After publishing his memoir in 2014 Timberg was interviewed by NPR's Dave Davies, and I was deeply struck by this exchange near the end of the conversation [1]:
DAVIES: When you're talking about why you finally decided to write your memoir, you describe this moment when you look in the mirror and look at your face and really focus on it and say, "Enough already. I've been this way since 1967--forty years, and it's time for this crap to end. The joke is over. It's not funny anymore." You say it's time to return to normal--for your face to heal. I mean, obviously, physically you couldn't do that. But I'm wondering, has telling the story in this book changed your feeling about that at all? Do you look at your face and feel differently?
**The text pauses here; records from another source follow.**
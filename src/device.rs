//! Real-time audio output using cpal
//! Works with JACK, ALSA, CoreAudio, WASAPI, etc.
//!
//! cpal streams are not `Send`, so the stream lives on a dedicated audio
//! thread and the context drives it through a command channel. The
//! real-time callback only locks the shared destination mixer.

use crate::context::{AudioContext, ContextFactory, ContextState};
use crate::error::{FlypastError, Result};
use crate::graph::VoiceGraph;
use crate::mixer::{GraphHandle, Mixer};
use cpal::traits::{DeviceTrait, HostTrait, StreamTrait};
use std::sync::mpsc;
use std::sync::{Arc, Mutex, PoisonError};
use std::thread;
use std::time::Duration;
use tracing::{debug, error, info, warn};

/// Longest wait for the host to hand over an output stream
const OPEN_TIMEOUT: Duration = Duration::from_secs(3);

enum StreamCommand {
    Play,
    Pause,
    Close,
}

/// Context backed by the default output device
pub struct DeviceContext {
    sample_rate: f32,
    mixer: Arc<Mutex<Mixer>>,
    commands: mpsc::Sender<StreamCommand>,
    thread: Option<thread::JoinHandle<()>>,
    state: ContextState,
}

impl DeviceContext {
    /// Open the default output device. The context starts suspended.
    ///
    /// Blocks while the host sets up the stream, at most `OPEN_TIMEOUT`.
    pub fn open(master_gain: f32) -> Result<Self> {
        let (command_tx, command_rx) = mpsc::channel();
        let (ready_tx, ready_rx) = mpsc::channel();

        let thread = thread::Builder::new()
            .name("flypast-audio".into())
            .spawn(move || run_stream(master_gain, command_rx, ready_tx))?;

        match ready_rx.recv_timeout(OPEN_TIMEOUT) {
            Ok(Ok((sample_rate, mixer))) => Ok(Self {
                sample_rate,
                mixer,
                commands: command_tx,
                thread: Some(thread),
                state: ContextState::Suspended,
            }),
            Ok(Err(e)) => {
                release(thread);
                Err(e)
            }
            Err(mpsc::RecvTimeoutError::Timeout) => {
                // The thread exits on its own once the command sender is dropped
                Err(FlypastError::UnsupportedAudioEnvironment(format!(
                    "no output stream after {:?}",
                    OPEN_TIMEOUT
                )))
            }
            Err(mpsc::RecvTimeoutError::Disconnected) => {
                Err(FlypastError::UnsupportedAudioEnvironment(
                    "audio thread exited before opening a stream".into(),
                ))
            }
        }
    }

    fn send(&self, command: StreamCommand) -> Result<()> {
        self.commands
            .send(command)
            .map_err(|_| FlypastError::NotReady)
    }
}

impl AudioContext for DeviceContext {
    fn sample_rate(&self) -> f32 {
        self.sample_rate
    }

    fn current_time(&self) -> f64 {
        self.mixer
            .lock()
            .unwrap_or_else(PoisonError::into_inner)
            .current_time()
    }

    fn state(&self) -> ContextState {
        self.state
    }

    fn resume(&mut self) -> Result<()> {
        if self.state == ContextState::Closed {
            return Err(FlypastError::NotReady);
        }
        self.send(StreamCommand::Play)?;
        self.state = ContextState::Running;
        Ok(())
    }

    fn suspend(&mut self) -> Result<()> {
        if self.state == ContextState::Closed {
            return Err(FlypastError::NotReady);
        }
        self.send(StreamCommand::Pause)?;
        self.state = ContextState::Suspended;
        Ok(())
    }

    fn close(&mut self) -> Result<()> {
        if self.state == ContextState::Closed {
            return Err(FlypastError::Disposal("device context already closed".into()));
        }
        self.state = ContextState::Closed;

        // The thread may already be gone if the stream failed
        let _ = self.commands.send(StreamCommand::Close);
        if let Some(thread) = self.thread.take() {
            release(thread);
        }
        self.mixer
            .lock()
            .unwrap_or_else(PoisonError::into_inner)
            .clear();
        Ok(())
    }

    fn connect(&mut self, graph: VoiceGraph) -> Result<GraphHandle> {
        if self.state == ContextState::Closed {
            return Err(FlypastError::NotReady);
        }
        Ok(self
            .mixer
            .lock()
            .unwrap_or_else(PoisonError::into_inner)
            .connect(graph))
    }
}

impl Drop for DeviceContext {
    fn drop(&mut self) {
        if self.state != ContextState::Closed {
            let _ = self.close();
        }
    }
}

/// Factory opening the default output device
#[derive(Debug, Clone)]
pub struct DeviceContextFactory {
    pub master_gain: f32,
}

impl DeviceContextFactory {
    pub fn new(master_gain: f32) -> Self {
        Self { master_gain }
    }
}

impl ContextFactory for DeviceContextFactory {
    fn create(&self) -> Result<Box<dyn AudioContext>> {
        Ok(Box::new(DeviceContext::open(self.master_gain)?))
    }
}

/// Join a finished audio thread
///
/// Inside a tokio runtime the join moves to the blocking pool, so a
/// scheduler task tearing down the context never waits on the host.
fn release(thread: thread::JoinHandle<()>) {
    let join = move || {
        if thread.join().is_err() {
            warn!("Audio thread panicked during shutdown");
        }
    };
    match tokio::runtime::Handle::try_current() {
        Ok(runtime) => {
            runtime.spawn_blocking(join);
        }
        Err(_) => join(),
    }
}

type Ready = Result<(f32, Arc<Mutex<Mixer>>)>;

fn run_stream(
    master_gain: f32,
    commands: mpsc::Receiver<StreamCommand>,
    ready: mpsc::Sender<Ready>,
) {
    let (stream, sample_rate, mixer) = match open_stream(master_gain) {
        Ok(opened) => opened,
        Err(e) => {
            let _ = ready.send(Err(e));
            return;
        }
    };

    // Some hosts start streams on creation; contexts start suspended
    if let Err(e) = stream.pause() {
        debug!("Could not pause new stream: {}", e);
    }

    if ready.send(Ok((sample_rate, mixer))).is_err() {
        return;
    }

    while let Ok(command) = commands.recv() {
        match command {
            StreamCommand::Play => {
                if let Err(e) = stream.play() {
                    error!("Failed to start audio stream: {}", e);
                }
            }
            StreamCommand::Pause => {
                if let Err(e) = stream.pause() {
                    warn!("Failed to pause audio stream: {}", e);
                }
            }
            StreamCommand::Close => break,
        }
    }

    drop(stream);
    info!("Audio stream closed");
}

fn open_stream(master_gain: f32) -> Result<(cpal::Stream, f32, Arc<Mutex<Mixer>>)> {
    // Get the default audio host (JACK/ALSA/CoreAudio/WASAPI)
    let host = cpal::default_host();
    info!("Audio host: {:?}", host.id());

    let device = host.default_output_device().ok_or_else(|| {
        FlypastError::UnsupportedAudioEnvironment("No audio output device found".into())
    })?;
    info!(
        "Audio device: {}",
        device.name().unwrap_or_else(|_| "<unnamed>".into())
    );

    let config = device
        .default_output_config()
        .map_err(|e| FlypastError::UnsupportedAudioEnvironment(e.to_string()))?;
    info!("Audio config: {:?}", config);

    let sample_rate = config.sample_rate().0 as f32;
    let channels = config.channels() as usize;
    let mixer = Arc::new(Mutex::new(Mixer::new(sample_rate, master_gain)));
    let stream_config: cpal::StreamConfig = config.config();

    let stream = match config.sample_format() {
        cpal::SampleFormat::F32 => {
            build_stream::<f32>(&device, &stream_config, mixer.clone(), channels)
        }
        cpal::SampleFormat::I16 => {
            build_stream::<i16>(&device, &stream_config, mixer.clone(), channels)
        }
        cpal::SampleFormat::U16 => {
            build_stream::<u16>(&device, &stream_config, mixer.clone(), channels)
        }
        other => Err(FlypastError::UnsupportedAudioEnvironment(format!(
            "Unsupported sample format {other:?}"
        ))),
    }?;

    info!("Audio stream ready at {} Hz, {} channels", sample_rate, channels);
    Ok((stream, sample_rate, mixer))
}

fn build_stream<T>(
    device: &cpal::Device,
    config: &cpal::StreamConfig,
    mixer: Arc<Mutex<Mixer>>,
    channels: usize,
) -> Result<cpal::Stream>
where
    T: cpal::SizedSample + cpal::FromSample<f32>,
{
    device
        .build_output_stream(
            config,
            move |data: &mut [T], _: &cpal::OutputCallbackInfo| {
                let mut mixer = mixer.lock().unwrap_or_else(PoisonError::into_inner);
                mixer.process_interleaved(data, channels);
            },
            |err| error!("Audio stream error: {}", err),
            None,
        )
        .map_err(|e| FlypastError::UnsupportedAudioEnvironment(e.to_string()))
}
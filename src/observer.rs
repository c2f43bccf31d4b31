//! Phase observers
//!
//! Observers own everything visual. They receive one-way notifications
//! from the sequence controller and never feed anything back.

use crate::timeline::Phase;
use tokio::sync::mpsc;
use tracing::info;

pub trait PhaseObserver: Send {
    /// Called for every phase transition, in order
    fn on_phase_change(&mut self, phase: Phase);

    /// Called exactly once when the sequence finishes
    fn on_complete(&mut self);
}

impl<T: PhaseObserver + ?Sized> PhaseObserver for Box<T> {
    fn on_phase_change(&mut self, phase: Phase) {
        (**self).on_phase_change(phase)
    }

    fn on_complete(&mut self) {
        (**self).on_complete()
    }
}

/// Logs transitions through `tracing`
#[derive(Debug, Default, Clone, Copy)]
pub struct LoggingObserver;

impl PhaseObserver for LoggingObserver {
    fn on_phase_change(&mut self, phase: Phase) {
        info!("Phase: {}", phase);
    }

    fn on_complete(&mut self) {
        info!("Intro complete");
    }
}

/// Notification forwarded by [`ChannelObserver`]
#[derive(Debug, Clone, Copy, PartialEq, Eq)]
pub enum ObserverEvent {
    PhaseChanged(Phase),
    Completed,
}

/// Forwards notifications to an async consumer (a UI task, a test)
#[derive(Debug, Clone)]
pub struct ChannelObserver {
    tx: mpsc::UnboundedSender<ObserverEvent>,
}

impl ChannelObserver {
    pub fn new() -> (Self, mpsc::UnboundedReceiver<ObserverEvent>) {
        let (tx, rx) = mpsc::unbounded_channel();
        (Self { tx }, rx)
    }
}

impl PhaseObserver for ChannelObserver {
    fn on_phase_change(&mut self, phase: Phase) {
        // A dropped receiver just means nobody is watching any more
        let _ = self.tx.send(ObserverEvent::PhaseChanged(phase));
    }

    fn on_complete(&mut self) {
        let _ = self.tx.send(ObserverEvent::Completed);
    }
}
/// Oscillator node - generates waveforms (sine, saw, square, triangle)
///
/// Stateful (phase tracking) source whose frequency follows an
/// `AudioParam`, so sweeps are evaluated per frame on the context clock.

use crate::audio_node::{AudioNode, ProcessContext};
use crate::param::AudioParam;
use serde::{Deserialize, Serialize};
use std::f32::consts::PI;

/// Waveform types
#[derive(Debug, Clone, Copy, PartialEq, Eq, Default, Serialize, Deserialize)]
#[serde(rename_all = "lowercase")]
pub enum Waveform {
    #[default]
    Sine,
    Saw,
    Square,
    Triangle,
}

/// Oscillator node with automated frequency
pub struct OscillatorNode {
    frequency: AudioParam,
    waveform: Waveform,
    phase: f32,           // Internal state (0.0 to 1.0)
    freq_buffer: Vec<f32>,
}

impl OscillatorNode {
    /// OscillatorNode - periodic waveform with phase tracking
    ///
    /// # Parameters
    /// - `frequency`: Frequency automation in Hz
    /// - `waveform`: Waveform type (Sine, Saw, Square, Triangle)
    pub fn new(frequency: AudioParam, waveform: Waveform) -> Self {
        Self {
            frequency,
            waveform,
            phase: 0.0,
            freq_buffer: Vec::new(),
        }
    }

    /// Get current phase (0.0 to 1.0)
    pub fn phase(&self) -> f32 {
        self.phase
    }

    pub fn waveform(&self) -> Waveform {
        self.waveform
    }

    pub fn frequency(&self) -> &AudioParam {
        &self.frequency
    }
}

impl AudioNode for OscillatorNode {
    fn process_block(&mut self, _input: &[f32], output: &mut [f32], context: &ProcessContext) {
        self.freq_buffer.resize(output.len(), 0.0);
        self.frequency
            .fill_block(context.block_start_time, context.sample_rate, &mut self.freq_buffer);

        for (sample, &freq) in output.iter_mut().zip(self.freq_buffer.iter()) {
            *sample = match self.waveform {
                Waveform::Sine => (self.phase * 2.0 * PI).sin(),

                Waveform::Saw => 2.0 * self.phase - 1.0,

                Waveform::Square => {
                    if self.phase < 0.5 {
                        1.0
                    } else {
                        -1.0
                    }
                }

                Waveform::Triangle => {
                    if self.phase < 0.5 {
                        4.0 * self.phase - 1.0
                    } else {
                        -4.0 * self.phase + 3.0
                    }
                }
            };

            // Advance and wrap phase to [0.0, 1.0)
            self.phase = (self.phase + freq / context.sample_rate).rem_euclid(1.0);
        }
    }

    fn name(&self) -> &str {
        "OscillatorNode"
    }
}

#[cfg(test)]
mod tests {
    use super::*;

    fn count_zero_crossings(buffer: &[f32]) -> usize {
        buffer
            .windows(2)
            .filter(|w| (w[0] < 0.0 && w[1] >= 0.0) || (w[0] >= 0.0 && w[1] < 0.0))
            .count()
    }

    #[test]
    fn test_sine_frequency_from_zero_crossings() {
        let mut freq = AudioParam::new(440.0);
        freq.set_value_at_time(440.0, 0.0).unwrap();
        let mut osc = OscillatorNode::new(freq, Waveform::Sine);

        let ctx = ProcessContext::new(0.0, 44100.0, 44100);
        let mut out = vec![0.0; 44100];
        osc.process_block(&[], &mut out, &ctx);

        // Two crossings per period
        let crossings = count_zero_crossings(&out);
        assert!((crossings as i32 - 880).abs() <= 2, "got {} crossings", crossings);
        assert!(out.iter().all(|s| s.abs() <= 1.0));
    }

    #[test]
    fn test_frequency_sweep_slows_down() {
        let mut freq = AudioParam::new(1200.0);
        freq.set_value_at_time(1200.0, 0.0).unwrap();
        freq.exponential_ramp_to_value_at_time(100.0, 0.6).unwrap();
        let mut osc = OscillatorNode::new(freq, Waveform::Sine);

        let sr = 44100.0;
        let frames = (0.6 * sr) as usize;
        let ctx = ProcessContext::new(0.0, sr, frames);
        let mut out = vec![0.0; frames];
        osc.process_block(&[], &mut out, &ctx);

        let window = frames / 6;
        let early = count_zero_crossings(&out[..window]);
        let late = count_zero_crossings(&out[frames - window..]);
        assert!(
            early > late * 3,
            "Falling sweep should cross zero far more early ({}) than late ({})",
            early,
            late
        );
    }

    #[test]
    fn test_square_is_bipolar() {
        let osc_freq = AudioParam::new(100.0);
        let mut osc = OscillatorNode::new(osc_freq, Waveform::Square);
        let ctx = ProcessContext::new(0.0, 1000.0, 100);
        let mut out = vec![0.0; 100];
        osc.process_block(&[], &mut out, &ctx);

        assert!(out.iter().all(|&s| s == 1.0 || s == -1.0));
        assert_eq!(osc.waveform(), Waveform::Square);
    }
}
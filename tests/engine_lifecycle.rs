//! Audio engine lifecycle against instrumented contexts

use flypast::{
    AudioContext, AudioCue, AudioEngine, ContextState, CueEffect, CuePlayer, FlypastError,
    GraphHandle, ImpactBoomParams, OfflineContext, Result, VoiceGraph,
};
use std::sync::atomic::{AtomicUsize, Ordering};
use std::sync::Arc;

#[derive(Default)]
struct Counters {
    created: AtomicUsize,
    resumed: AtomicUsize,
    closed: AtomicUsize,
    connected: AtomicUsize,
}

/// Offline context that counts lifecycle calls and starts suspended,
/// like a browser context created before a user gesture
struct CountingContext {
    inner: OfflineContext,
    counters: Arc<Counters>,
    fail_close: bool,
}

impl AudioContext for CountingContext {
    fn sample_rate(&self) -> f32 {
        self.inner.sample_rate()
    }

    fn current_time(&self) -> f64 {
        self.inner.current_time()
    }

    fn state(&self) -> ContextState {
        self.inner.state()
    }

    fn resume(&mut self) -> Result<()> {
        self.counters.resumed.fetch_add(1, Ordering::SeqCst);
        self.inner.resume()
    }

    fn suspend(&mut self) -> Result<()> {
        self.inner.suspend()
    }

    fn close(&mut self) -> Result<()> {
        self.counters.closed.fetch_add(1, Ordering::SeqCst);
        if self.fail_close {
            return Err(FlypastError::Disposal("context already closed".into()));
        }
        self.inner.close()
    }

    fn connect(&mut self, graph: VoiceGraph) -> Result<GraphHandle> {
        self.counters.connected.fetch_add(1, Ordering::SeqCst);
        self.inner.connect(graph)
    }
}

fn engine(fail_close: bool) -> (AudioEngine, Arc<Counters>) {
    let counters = Arc::new(Counters::default());
    let shared = counters.clone();
    let engine = AudioEngine::new(Box::new(move || -> Result<Box<dyn AudioContext>> {
        shared.created.fetch_add(1, Ordering::SeqCst);
        let mut inner = OfflineContext::new(8000.0, 1.0);
        inner.suspend()?;
        Ok(Box::new(CountingContext {
            inner,
            counters: shared.clone(),
            fail_close,
        }))
    }));
    (engine, counters)
}

fn boom() -> AudioCue {
    AudioCue::new(1.6, CueEffect::ImpactBoom(ImpactBoomParams::default()))
}

#[test]
fn test_context_is_created_lazily_and_resumed() {
    let (mut engine, counters) = engine(false);
    assert_eq!(counters.created.load(Ordering::SeqCst), 0);

    engine.ensure_ready().unwrap();
    engine.ensure_ready().unwrap();
    assert_eq!(counters.created.load(Ordering::SeqCst), 1);
    assert_eq!(counters.resumed.load(Ordering::SeqCst), 1);
    assert!(engine.is_ready());
}

#[test]
fn test_cues_reach_the_context() {
    let (mut engine, counters) = engine(false);
    engine.ensure_ready().unwrap();

    engine.play_cue(&boom(), 1.6).unwrap();
    engine.play_cue(&boom(), 2.0).unwrap();
    assert_eq!(counters.connected.load(Ordering::SeqCst), 2);
}

#[test]
fn test_dispose_any_number_of_times() {
    let (mut engine, counters) = engine(false);
    engine.dispose();
    assert_eq!(counters.closed.load(Ordering::SeqCst), 0);

    engine.ensure_ready().unwrap();
    engine.dispose();
    engine.dispose();
    engine.dispose();
    assert_eq!(counters.closed.load(Ordering::SeqCst), 1);
    assert!(engine.current_time().is_none());
    assert!(matches!(
        engine.play_cue(&boom(), 0.0),
        Err(FlypastError::NotReady)
    ));
}

#[test]
fn test_disposal_error_is_swallowed() {
    let (mut engine, counters) = engine(true);
    engine.ensure_ready().unwrap();
    engine.dispose();
    engine.dispose();
    assert_eq!(counters.closed.load(Ordering::SeqCst), 1);
}

#[test]
fn test_drop_releases_context() {
    let (mut engine, counters) = engine(false);
    engine.ensure_ready().unwrap();
    drop(engine);
    assert_eq!(counters.closed.load(Ordering::SeqCst), 1);
}

#[test]
fn test_invalid_cue_is_reported() {
    let (mut engine, _) = engine(false);
    engine.ensure_ready().unwrap();

    let broken = AudioCue::new(
        0.0,
        CueEffect::ImpactBoom(ImpactBoomParams {
            decay_duration: 0.0,
            ..Default::default()
        }),
    );
    assert!(matches!(
        engine.play_cue(&broken, 0.0),
        Err(FlypastError::InvalidCue(_))
    ));
}
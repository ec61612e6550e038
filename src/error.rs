//! Error types for the postmark library.

use thiserror::Error;

/// Result type alias for this library.
pub type Result<T> = std::result::Result<T, Error>;

/// Main error type for the library.
#[derive(Debug, Error)]
pub enum Error {
    #[error("Render configuration is missing")]
    RenderConfigMissing,

    #[error("Document is empty")]
    EmptyDocument,

    #[error("HTML is not allowed in this context")]
    HtmlNotAllowed,

    #[error("Metadata error: {0}")]
    Metadata(#[from] MetadataError),

    #[error("Macro error: {0}")]
    Macro(#[from] MacroError),
}

/// Errors that occur while extracting the metadata block.
#[derive(Debug, Error)]
pub enum MetadataError {
    #[error("Metadata section is missing")]
    Missing,

    #[error("Malformed metadata line: {0:?}")]
    Malformed(String),

    #[error("Unsupported metadata property: {0}")]
    UnsupportedProperty(String),

    #[error("Invalid date {0:?}: {1}")]
    InvalidDate(String, #[source] chrono::ParseError),
}

/// Errors that occur while resolving or invoking macros.
#[derive(Debug, Error)]
pub enum MacroError {
    #[error("Macro {name:?} does not support property {key:?}")]
    UnsupportedProperty { name: String, key: String },

    #[error("Macro {0:?} has no handler")]
    HandlerMissing(String),
}
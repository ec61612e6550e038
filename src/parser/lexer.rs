//! Line-level recognizers for the post markup.

use nom::{
    bytes::complete::{tag, take_until, take_while, take_while_m_n},
    character::complete::{char, one_of, space0},
    combinator::{all_consuming, eof, map, opt, rest, verify},
    sequence::{delimited, preceded, terminated, tuple},
    IResult,
};

/// Metadata block delimiter.
pub const METADATA_DELIMITER: &str = "++++";

/// A macro tag found on its own line.
#[derive(Debug, Clone, Copy, PartialEq, Eq)]
pub struct MacroTag<'a> {
    pub name: &'a str,
    pub props: Option<&'a str>,
}

/// Characters allowed in a macro name.
pub fn is_macro_name_char(c: char) -> bool {
    c.is_ascii_lowercase() || c.is_ascii_digit() || c == '-'
}

/// Match a line consisting of exactly `++++`.
pub fn metadata_delimiter(input: &str) -> IResult<&str, ()> {
    map(all_consuming(tag(METADATA_DELIMITER)), |_| ())(input)
}

/// Parse a `key: value` metadata line. The value must not be empty.
///
/// Any number of spaces after the colon is accepted, including none.
pub fn metadata_field(input: &str) -> IResult<&str, (&str, &str)> {
    let (input, key) = take_until(":")(input)?;
    let (input, _) = char(':')(input)?;
    let (input, _) = space0(input)?;
    let (input, value) = verify(rest, |v: &str| !v.is_empty())(input)?;
    Ok((input, (key.trim(), value)))
}

/// Parse a header line (`h1. Text` to `h6. Text`).
pub fn header(input: &str) -> IResult<&str, (u8, &str)> {
    let (input, level) = preceded(char('h'), one_of("123456"))(input)?;
    let (input, _) = tag(". ")(input)?;
    let (input, text) = rest(input)?;
    // one_of only yields '1'..='6'
    let level = level as u8 - b'0';
    Ok((input, (level, text)))
}

/// Parse a line holding a single macro tag: `{name}` or `{name:props}`.
pub fn macro_tag(input: &str) -> IResult<&str, MacroTag<'_>> {
    let props = preceded(char(':'), take_while(|c: char| c != '{' && c != '}'));
    let tag_body = tuple((
        take_while_m_n(2, usize::MAX, is_macro_name_char),
        opt(props),
    ));

    map(
        all_consuming(terminated(
            delimited(char('{'), tag_body, char('}')),
            terminated(space0, eof),
        )),
        |(name, props)| MacroTag { name, props },
    )(input)
}
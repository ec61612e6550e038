//! # postmark
//!
//! A parser and renderer for a lightweight, wiki-style post markup. A post is a
//! metadata block followed by content lines; every construct is rendered by a
//! caller-supplied callback, so the same document can become HTML, plain text or
//! anything else.
//!
//! ## Quick Start
//!
//! ```rust
//! use postmark::{process, Render};
//!
//! let input = "++++\nTitle: Hello\nAuthor: Jane Doe\n++++\nThis is _italic_ text.\n";
//!
//! let render = Render::new()
//!     .italic(|text| format!("<i>{}</i>", text))
//!     .paragraph(|text| text.to_string());
//!
//! let post = process(input, Some(&render)).unwrap();
//! assert_eq!(post.content, "This is <i>italic</i> text.\n");
//! assert!(post.is_valid());
//! ```
//!
//! ## Syntax Reference
//!
//! ### Metadata
//!
//! ```text
//! ++++
//! Title: Post title
//! Name: my_unique_post
//! Author: John Doe
//! AuthorLink: https://www.domain.com
//! Date: 2015/09/24 22:18
//! Tags: tag1 tag2 tag3
//! Type: post
//! Protected: false
//! ++++
//! ```
//!
//! The format puts exactly one space after the colon; the parser also accepts
//! none or several.
//!
//! ### Blocks
//!
//! - Header: `h1. Text` to `h6. Text`
//! - Image: `!path/image.png|alt text! Optional *caption*`
//! - Paragraph: any other non-blank line
//!
//! ### Spans
//!
//! Applied in this order: `` `code` ``, `----` (rule), `*bold*`, `_italic_`,
//! `+underline+`, `-strikethrough-`, `^sup^`, `~sub~`, `!image.png|alt!`,
//! `[text|https://link]` and inline `{macro}`.
//!
//! ### Macros
//!
//! `{name}` or `{name:anonymous|key=value|flag}`. A multiline macro captures the
//! following lines as its body until the next line holding any macro tag, so
//! `{note}` ... `{end}` works, and so would `{note}` ... `{note}`.
//!
//! ## HTML
//!
//! Raw HTML tags fail with [`Error::HtmlNotAllowed`] unless
//! the render-level `allow_html` is set (or, inside a multiline macro body, the macro's
//! own `allow_html`). [`Render::html`] is a ready-made HTML configuration.

pub mod error;
pub mod macros;
pub mod parser;
pub mod post;
pub mod render;

pub use error::{Error, MacroError, MetadataError, Result};
pub use macros::{Macro, MacroHandler, Properties};
pub use post::{Metadata, Post};
pub use render::Render;

/// Parse a post document and render its content.
///
/// Fails on the first error; no partially rendered post is ever returned.
pub fn process(document: &str, render: Option<&Render>) -> Result<Post> {
    let render = render.ok_or(Error::RenderConfigMissing)?;

    if document.is_empty() {
        return Err(Error::EmptyDocument);
    }

    tracing::debug!(bytes = document.len(), macros = render.macros.len(), "Processing post");
    let post = parser::parse(document, render)?;
    tracing::debug!(title = %post.metadata.title, content_bytes = post.content.len(), "Post processed");

    Ok(post)
}
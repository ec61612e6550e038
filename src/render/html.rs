//! Bundled HTML render configuration.

use super::Render;

impl Render {
    /// A render configuration producing plain HTML.
    ///
    /// Span callbacks wrap their text without escaping it, since it may
    /// already hold output from earlier spans. URLs, alt texts, header text
    /// and code are escaped.
    pub fn html() -> Self {
        Render::new()
            .header(|text, level| format!("<h{0}>{1}</h{0}>", level, escape_html(text)))
            .paragraph(|text| format!("<p>{}</p>", text))
            .bold(|text| format!("<strong>{}</strong>", text))
            .italic(|text| format!("<em>{}</em>", text))
            .underline(|text| format!("<u>{}</u>", text))
            .strikethrough(|text| format!("<del>{}</del>", text))
            .superscript(|text| format!("<sup>{}</sup>", text))
            .subscript(|text| format!("<sub>{}</sub>", text))
            .code(|text| format!("<code>{}</code>", escape_html(text)))
            .hr(|| "<hr>".to_string())
            .link(|url, text| {
                let text = if text.is_empty() { url } else { text };
                format!("<a href=\"{}\">{}</a>", escape_html(url), text)
            })
            .inline_image(|url, alt| img_tag(url, alt))
            .image(|url, alt, caption| {
                if caption.is_empty() {
                    format!("<figure>{}</figure>", img_tag(url, alt))
                } else {
                    format!(
                        "<figure>{}<figcaption>{}</figcaption></figure>",
                        img_tag(url, alt),
                        caption
                    )
                }
            })
    }
}

fn img_tag(url: &str, alt: &str) -> String {
    format!(
        "<img src=\"{}\" alt=\"{}\">",
        escape_html(url),
        escape_html(alt)
    )
}

/// Escape the characters that are significant in HTML text and attributes.
pub fn escape_html(s: &str) -> String {
    s.replace('&', "&amp;")
        .replace('<', "&lt;")
        .replace('>', "&gt;")
        .replace('"', "&quot;")
}

#[cfg(test)]
mod tests {
    use super::*;
    use crate::process;
    use pretty_assertions::assert_eq;

    #[test]
    fn test_escape_html() {
        assert_eq!(escape_html("<a href=\"x\">&</a>"), "&lt;a href=&quot;x&quot;&gt;&amp;&lt;/a&gt;");
    }

    #[test]
    fn test_html_render() {
        let input = "++++\nTitle: T\nAuthor: A\n++++\nh2. Intro\n\
                     Some *bold* text with `a < b` and [a site|https://example.com].\n\
                     ----\n\
                     !cat.png|A cat! The _best_ cat\n";

        let post = process(input, Some(&Render::html())).unwrap();

        assert_eq!(
            post.content,
            "<h2>Intro</h2>\n\
             <p>Some <strong>bold</strong> text with <code>a &lt; b</code> and <a href=\"https://example.com\">a site</a>.</p>\n\
             <p><hr></p>\n\
             <figure><img src=\"cat.png\" alt=\"A cat\"><figcaption>The <em>best</em> cat</figcaption></figure>\n"
        );
    }
}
TIMBERG: I probably do. I mean, I know nothing's going to change, and what I do know is that I've made whatever peace I'm ever going to make with it. And I don't walk around thinking people are staring at me. If I suddenly notice little kids staring at me, I just wave to them and smile which, in a way, means I've come a long way as opposed to, you know, screaming at their parents. And often--more often than not--a little kid will smile and wave back... I think that in some bizarre way, whatever life had in store for me, I pretty much have lived it. I mean there were some bumps along the way but, you know, it's OK. [2]
There were some bumps along the way, but it's OK.
I read that and think about Timberg and feel a surge of emotions. Empathy for him and his struggles. Sadness at the thought of so many others whose lives have been similarly affected. Gratitude for my current state of health and well-being. And a sense of hope and optimism, because Timberg is a tremendously powerful example of the process of hedonic adaptation. I first encountered this concept in the work of Sonja Lyubomirsky, a professor of psychology at UC Riverside [3], although it dates back to research from the 1970s by Philip Brickman of Northwestern, among others. [4] As Lyubomirsky writes in The How of Happiness:
Why do life changes account for so little [of the difference in individuals' levels of happiness]? Because of a very powerful force that psychologists call hedonic adaptation...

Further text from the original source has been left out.